Stored items:
------------------------
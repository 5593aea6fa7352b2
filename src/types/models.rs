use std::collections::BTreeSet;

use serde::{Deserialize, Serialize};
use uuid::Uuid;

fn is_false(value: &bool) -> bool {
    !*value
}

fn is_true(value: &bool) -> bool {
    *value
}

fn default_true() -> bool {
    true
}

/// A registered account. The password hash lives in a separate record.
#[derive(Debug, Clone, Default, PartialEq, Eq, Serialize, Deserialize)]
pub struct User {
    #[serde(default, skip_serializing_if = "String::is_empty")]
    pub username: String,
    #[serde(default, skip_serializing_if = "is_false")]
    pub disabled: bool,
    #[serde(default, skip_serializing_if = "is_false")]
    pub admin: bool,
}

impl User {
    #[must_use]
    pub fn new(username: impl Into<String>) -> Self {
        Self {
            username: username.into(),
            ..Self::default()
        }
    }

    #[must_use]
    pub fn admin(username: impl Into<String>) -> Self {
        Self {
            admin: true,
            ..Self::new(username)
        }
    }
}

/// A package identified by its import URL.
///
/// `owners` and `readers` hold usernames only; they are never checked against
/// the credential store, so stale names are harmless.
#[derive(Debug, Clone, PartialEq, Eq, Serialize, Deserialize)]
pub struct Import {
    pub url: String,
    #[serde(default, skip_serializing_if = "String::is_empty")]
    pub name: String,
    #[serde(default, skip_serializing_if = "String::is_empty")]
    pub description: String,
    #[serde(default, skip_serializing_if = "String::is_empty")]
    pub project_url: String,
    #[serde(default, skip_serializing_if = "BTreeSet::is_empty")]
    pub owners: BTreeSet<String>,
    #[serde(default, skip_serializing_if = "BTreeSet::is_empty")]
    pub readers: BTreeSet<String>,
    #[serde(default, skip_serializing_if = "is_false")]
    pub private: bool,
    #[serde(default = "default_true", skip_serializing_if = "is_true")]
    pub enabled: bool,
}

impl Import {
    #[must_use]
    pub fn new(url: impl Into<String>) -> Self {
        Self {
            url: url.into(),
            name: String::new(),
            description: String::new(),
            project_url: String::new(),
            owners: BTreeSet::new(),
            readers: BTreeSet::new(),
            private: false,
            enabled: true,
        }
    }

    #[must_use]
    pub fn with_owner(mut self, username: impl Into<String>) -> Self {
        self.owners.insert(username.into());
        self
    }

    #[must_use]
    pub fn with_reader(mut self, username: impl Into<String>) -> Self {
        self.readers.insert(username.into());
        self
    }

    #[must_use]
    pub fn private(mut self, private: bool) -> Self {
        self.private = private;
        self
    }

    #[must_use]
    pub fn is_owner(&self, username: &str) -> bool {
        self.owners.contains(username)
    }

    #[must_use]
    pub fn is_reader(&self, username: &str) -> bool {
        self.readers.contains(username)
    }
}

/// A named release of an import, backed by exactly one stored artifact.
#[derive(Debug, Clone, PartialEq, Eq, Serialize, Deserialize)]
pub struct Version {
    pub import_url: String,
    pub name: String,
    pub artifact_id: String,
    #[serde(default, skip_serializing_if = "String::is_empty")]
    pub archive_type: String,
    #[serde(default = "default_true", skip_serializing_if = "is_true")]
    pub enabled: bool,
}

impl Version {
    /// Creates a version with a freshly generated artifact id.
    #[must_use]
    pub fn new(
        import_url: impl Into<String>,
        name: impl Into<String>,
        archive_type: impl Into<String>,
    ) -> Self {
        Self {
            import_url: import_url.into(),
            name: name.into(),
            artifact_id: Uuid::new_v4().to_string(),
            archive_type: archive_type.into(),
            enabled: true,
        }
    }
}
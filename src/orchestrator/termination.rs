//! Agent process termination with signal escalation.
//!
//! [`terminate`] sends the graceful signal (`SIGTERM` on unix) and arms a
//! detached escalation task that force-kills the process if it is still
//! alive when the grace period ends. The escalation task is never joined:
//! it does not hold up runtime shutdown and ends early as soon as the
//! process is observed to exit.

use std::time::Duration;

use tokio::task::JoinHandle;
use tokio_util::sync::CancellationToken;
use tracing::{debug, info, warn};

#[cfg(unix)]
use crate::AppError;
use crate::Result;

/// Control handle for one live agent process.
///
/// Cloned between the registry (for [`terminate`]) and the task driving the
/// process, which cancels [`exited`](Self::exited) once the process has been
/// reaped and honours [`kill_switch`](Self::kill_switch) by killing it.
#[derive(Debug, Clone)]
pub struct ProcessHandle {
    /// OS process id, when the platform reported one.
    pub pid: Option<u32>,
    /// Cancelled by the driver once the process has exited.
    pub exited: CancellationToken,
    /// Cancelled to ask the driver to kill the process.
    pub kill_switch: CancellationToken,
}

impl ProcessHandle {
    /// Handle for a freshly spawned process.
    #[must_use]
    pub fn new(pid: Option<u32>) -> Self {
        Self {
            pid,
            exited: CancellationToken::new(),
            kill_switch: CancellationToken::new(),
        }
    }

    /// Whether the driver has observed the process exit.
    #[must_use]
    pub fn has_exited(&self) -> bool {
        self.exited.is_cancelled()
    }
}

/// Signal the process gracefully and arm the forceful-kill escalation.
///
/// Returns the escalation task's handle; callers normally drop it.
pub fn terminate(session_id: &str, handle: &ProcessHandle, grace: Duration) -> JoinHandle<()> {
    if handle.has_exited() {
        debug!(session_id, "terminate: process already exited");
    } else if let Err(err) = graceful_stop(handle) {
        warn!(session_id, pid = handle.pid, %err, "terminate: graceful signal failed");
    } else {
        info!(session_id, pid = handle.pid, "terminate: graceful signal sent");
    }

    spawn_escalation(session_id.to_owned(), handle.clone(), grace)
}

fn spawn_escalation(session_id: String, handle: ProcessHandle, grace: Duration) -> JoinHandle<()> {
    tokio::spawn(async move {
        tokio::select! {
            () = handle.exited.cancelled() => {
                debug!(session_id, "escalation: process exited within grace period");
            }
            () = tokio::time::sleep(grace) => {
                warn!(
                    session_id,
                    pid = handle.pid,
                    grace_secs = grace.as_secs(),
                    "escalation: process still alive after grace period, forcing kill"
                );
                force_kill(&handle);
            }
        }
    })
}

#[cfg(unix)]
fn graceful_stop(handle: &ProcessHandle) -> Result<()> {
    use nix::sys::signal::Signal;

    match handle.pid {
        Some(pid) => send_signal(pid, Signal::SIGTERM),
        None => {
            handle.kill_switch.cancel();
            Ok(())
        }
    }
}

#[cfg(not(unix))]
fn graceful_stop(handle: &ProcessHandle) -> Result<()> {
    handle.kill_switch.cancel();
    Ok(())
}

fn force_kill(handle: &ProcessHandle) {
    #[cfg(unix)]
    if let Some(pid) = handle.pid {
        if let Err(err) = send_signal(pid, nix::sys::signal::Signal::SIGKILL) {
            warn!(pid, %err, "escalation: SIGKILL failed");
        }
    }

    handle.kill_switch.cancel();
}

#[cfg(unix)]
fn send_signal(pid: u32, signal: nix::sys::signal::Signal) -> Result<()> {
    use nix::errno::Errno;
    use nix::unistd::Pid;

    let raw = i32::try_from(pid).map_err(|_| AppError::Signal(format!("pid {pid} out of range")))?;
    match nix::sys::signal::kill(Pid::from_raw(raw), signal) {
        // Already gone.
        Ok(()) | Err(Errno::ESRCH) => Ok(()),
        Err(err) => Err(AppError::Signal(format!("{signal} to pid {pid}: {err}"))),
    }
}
------------------------
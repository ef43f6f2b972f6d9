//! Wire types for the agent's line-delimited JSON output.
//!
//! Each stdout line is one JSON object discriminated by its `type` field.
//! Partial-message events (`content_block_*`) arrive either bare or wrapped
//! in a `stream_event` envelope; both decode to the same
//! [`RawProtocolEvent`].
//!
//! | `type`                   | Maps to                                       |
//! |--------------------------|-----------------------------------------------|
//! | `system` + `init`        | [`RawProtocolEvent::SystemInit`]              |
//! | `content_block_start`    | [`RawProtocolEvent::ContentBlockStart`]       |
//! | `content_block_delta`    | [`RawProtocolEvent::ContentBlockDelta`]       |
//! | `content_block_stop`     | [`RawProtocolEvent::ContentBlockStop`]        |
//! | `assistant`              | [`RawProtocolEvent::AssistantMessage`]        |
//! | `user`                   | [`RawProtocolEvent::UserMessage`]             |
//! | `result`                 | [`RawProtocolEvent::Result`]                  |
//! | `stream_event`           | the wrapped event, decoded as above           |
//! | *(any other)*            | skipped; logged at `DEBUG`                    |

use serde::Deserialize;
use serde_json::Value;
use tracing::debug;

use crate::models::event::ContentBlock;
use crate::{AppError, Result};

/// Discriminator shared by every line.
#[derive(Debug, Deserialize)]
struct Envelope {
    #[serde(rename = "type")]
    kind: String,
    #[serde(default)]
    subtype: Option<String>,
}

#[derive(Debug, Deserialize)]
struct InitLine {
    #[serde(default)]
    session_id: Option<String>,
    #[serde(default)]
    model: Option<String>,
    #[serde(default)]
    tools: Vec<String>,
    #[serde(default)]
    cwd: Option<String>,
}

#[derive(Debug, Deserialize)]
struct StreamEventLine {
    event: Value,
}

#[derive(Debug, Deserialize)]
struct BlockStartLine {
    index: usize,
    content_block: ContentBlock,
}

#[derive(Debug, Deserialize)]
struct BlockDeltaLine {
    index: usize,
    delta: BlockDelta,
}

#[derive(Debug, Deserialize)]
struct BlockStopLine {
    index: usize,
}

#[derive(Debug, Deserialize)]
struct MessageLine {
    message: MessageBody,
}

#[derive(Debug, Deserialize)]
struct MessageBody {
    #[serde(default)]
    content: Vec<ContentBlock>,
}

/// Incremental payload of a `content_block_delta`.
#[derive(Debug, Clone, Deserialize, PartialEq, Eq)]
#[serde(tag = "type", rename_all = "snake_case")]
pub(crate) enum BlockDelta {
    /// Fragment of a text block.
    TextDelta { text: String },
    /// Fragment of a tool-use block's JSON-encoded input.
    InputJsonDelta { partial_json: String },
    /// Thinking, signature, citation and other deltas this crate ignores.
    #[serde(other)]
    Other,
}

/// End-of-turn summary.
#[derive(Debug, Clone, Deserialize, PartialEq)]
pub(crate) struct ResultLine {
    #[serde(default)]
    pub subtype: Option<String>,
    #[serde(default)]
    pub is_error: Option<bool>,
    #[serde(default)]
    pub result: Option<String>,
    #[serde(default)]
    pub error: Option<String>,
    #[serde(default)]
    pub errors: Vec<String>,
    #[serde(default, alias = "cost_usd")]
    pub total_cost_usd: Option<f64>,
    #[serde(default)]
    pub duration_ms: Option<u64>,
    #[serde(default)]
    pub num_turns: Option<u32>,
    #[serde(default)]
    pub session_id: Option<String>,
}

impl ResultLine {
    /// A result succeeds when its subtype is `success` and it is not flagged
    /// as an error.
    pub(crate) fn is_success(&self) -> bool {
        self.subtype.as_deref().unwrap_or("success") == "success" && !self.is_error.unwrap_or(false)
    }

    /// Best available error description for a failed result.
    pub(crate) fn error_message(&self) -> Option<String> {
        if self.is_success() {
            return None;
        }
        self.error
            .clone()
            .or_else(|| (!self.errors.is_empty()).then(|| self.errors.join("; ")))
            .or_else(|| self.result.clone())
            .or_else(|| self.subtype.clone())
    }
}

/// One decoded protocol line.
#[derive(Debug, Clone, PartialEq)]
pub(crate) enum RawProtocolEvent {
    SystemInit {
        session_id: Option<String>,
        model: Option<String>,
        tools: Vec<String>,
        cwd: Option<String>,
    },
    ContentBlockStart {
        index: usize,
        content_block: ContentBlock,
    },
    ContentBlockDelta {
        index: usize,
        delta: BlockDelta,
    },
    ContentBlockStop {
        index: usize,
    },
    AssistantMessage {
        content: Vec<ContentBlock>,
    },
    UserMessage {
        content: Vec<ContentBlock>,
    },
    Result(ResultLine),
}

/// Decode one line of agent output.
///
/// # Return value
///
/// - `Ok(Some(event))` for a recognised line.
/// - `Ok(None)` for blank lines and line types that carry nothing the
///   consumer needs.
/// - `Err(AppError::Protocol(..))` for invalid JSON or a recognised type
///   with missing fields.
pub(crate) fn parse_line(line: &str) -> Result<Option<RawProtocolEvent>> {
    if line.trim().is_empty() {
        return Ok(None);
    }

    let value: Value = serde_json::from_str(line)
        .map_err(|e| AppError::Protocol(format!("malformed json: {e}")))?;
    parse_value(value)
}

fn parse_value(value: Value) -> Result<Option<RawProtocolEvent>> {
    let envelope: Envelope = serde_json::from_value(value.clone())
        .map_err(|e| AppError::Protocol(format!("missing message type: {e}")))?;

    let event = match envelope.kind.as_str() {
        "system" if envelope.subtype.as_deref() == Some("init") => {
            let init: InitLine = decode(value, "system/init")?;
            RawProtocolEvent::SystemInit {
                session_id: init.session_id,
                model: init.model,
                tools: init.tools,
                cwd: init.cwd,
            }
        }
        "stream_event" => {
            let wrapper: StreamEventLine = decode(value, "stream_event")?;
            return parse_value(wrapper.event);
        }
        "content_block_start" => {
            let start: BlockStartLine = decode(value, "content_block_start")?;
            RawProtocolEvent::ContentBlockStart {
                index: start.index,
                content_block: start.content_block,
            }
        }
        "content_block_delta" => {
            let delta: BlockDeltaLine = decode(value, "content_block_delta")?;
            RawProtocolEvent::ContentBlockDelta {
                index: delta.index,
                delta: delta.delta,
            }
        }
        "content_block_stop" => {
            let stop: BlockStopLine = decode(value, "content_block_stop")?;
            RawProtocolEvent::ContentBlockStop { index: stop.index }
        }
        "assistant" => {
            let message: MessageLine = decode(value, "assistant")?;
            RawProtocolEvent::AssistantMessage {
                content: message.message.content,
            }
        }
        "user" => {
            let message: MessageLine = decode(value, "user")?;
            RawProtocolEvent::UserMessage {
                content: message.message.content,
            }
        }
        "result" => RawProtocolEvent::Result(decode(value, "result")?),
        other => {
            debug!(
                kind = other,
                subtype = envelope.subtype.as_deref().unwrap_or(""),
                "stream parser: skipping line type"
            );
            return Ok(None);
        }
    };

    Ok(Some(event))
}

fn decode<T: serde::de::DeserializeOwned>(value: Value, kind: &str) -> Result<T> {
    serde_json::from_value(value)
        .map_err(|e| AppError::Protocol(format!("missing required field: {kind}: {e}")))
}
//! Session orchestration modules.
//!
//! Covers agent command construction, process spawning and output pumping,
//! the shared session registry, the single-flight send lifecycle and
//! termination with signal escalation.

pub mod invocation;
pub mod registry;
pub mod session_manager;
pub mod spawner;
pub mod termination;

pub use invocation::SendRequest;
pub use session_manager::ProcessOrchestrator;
------------------------
**Your task**
A single figure is required: the number of lines in the data where the word "models" occurs.

**Problem solution**
2